The Stop TB Partnership was established in 2000 and includes over 500 international organizations, donors, and countries. The array of participation in the Stop TB partnership reflects the massive expanse of lives affected by the disease.
“I Am Stopping TB” was this year’s slogan for World TB Day, but it shouldn’t be a fleeting proposal that ended at midnight last night. It is also the launch of an international 2-year campaign. The Stop TB Web site states that the campaign slogan “belongs to people everywhere who are doing their part to stop TB.” “I Am Stopping TB” echoes the idea that eradicating TB is up to the 6.6 billion individuals around the world.
To encourage individual efforts, the Stop TB Web site has a link for anyone who participates to upload and share photos, posters, stories, and web materials from their own events.

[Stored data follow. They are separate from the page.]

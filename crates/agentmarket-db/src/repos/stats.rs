//! Marketplace-wide aggregates

use agentmarket_types::{sum_amounts, TransactionStatus, ANONYMOUS_BUYER};
use sqlx::SqlitePool;

use crate::{CatalogStats, DbResult};

pub struct StatsRepo {
    pool: SqlitePool,
}

impl StatsRepo {
    pub fn new(pool: SqlitePool) -> Self {
        Self { pool }
    }

    pub async fn snapshot(&self) -> DbResult<CatalogStats> {
        let total_agents: i64 = sqlx::query_scalar("SELECT COUNT(*) FROM agents")
            .fetch_one(&self.pool)
            .await?;

        let total_users: i64 =
            sqlx::query_scalar("SELECT COUNT(DISTINCT buyer) FROM transactions WHERE buyer != ?")
                .bind(ANONYMOUS_BUYER)
                .fetch_one(&self.pool)
                .await?;

        let amounts: Vec<String> =
            sqlx::query_scalar("SELECT amount FROM transactions WHERE status = ?")
                .bind(TransactionStatus::Completed.as_str())
                .fetch_all(&self.pool)
                .await?;

        Ok(CatalogStats {
            total_agents,
            total_users,
            total_transactions: amounts.len() as i64,
            total_volume: sum_amounts(amounts.iter().map(String::as_str)),
        })
    }
}
//! Marketplace-wide commands

use colored::*;

use agentmarket_sdk::MarketClient;

use crate::display;

pub async fn earnings(client: &MarketClient, address: &str) -> anyhow::Result<()> {
    let report = client.earnings(address).await?;
    display::earnings(&report);
    Ok(())
}

pub async fn stats(client: &MarketClient) -> anyhow::Result<()> {
    let stats = client.stats().await?;
    display::stats(&stats);
    Ok(())
}

pub async fn health(client: &MarketClient) -> anyhow::Result<()> {
    let health = client.health().await?;

    display::section(&format!("AgentMarket API v{}", health.version));
    let status = if health.is_healthy() {
        health.status.bright_green()
    } else {
        health.status.bright_red()
    };
    println!("  Status:   {}", status);
    println!("  Database: {}", health.services.database);
    println!("  AI:       {}", health.services.ai);
    println!("  Uptime:   {}s", health.uptime_secs);

    if !health.is_healthy() {
        anyhow::bail!("Service is unhealthy");
    }
    Ok(())
}

pub async fn config(client: &MarketClient) -> anyhow::Result<()> {
    let config = client.config().await?;
    let unset = || "not set".to_string();

    display::section("Contracts");
    display::labeled("Chain ID", &config.chain_id.to_string());
    display::labeled(
        "Marketplace",
        &config.marketplace_address.unwrap_or_else(unset),
    );
    display::labeled("Token", &config.token_address.unwrap_or_else(unset));
    display::labeled("RPC", &config.rpc_url.unwrap_or_else(unset));
    Ok(())
}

India, China, Indonesia, South Africa, and Nigeria hold the top five spots for the number of TB cases reported. The hundreds of thousands of cases of multidrug-resistant TB each year are a main cause for the continued crisis with TB. In addition, TB currently requires medication for an extended period of time after symptoms have stopped, a difficulty for many TB patients, especially those in third world countries (developing nations?) where TB death rates are highest.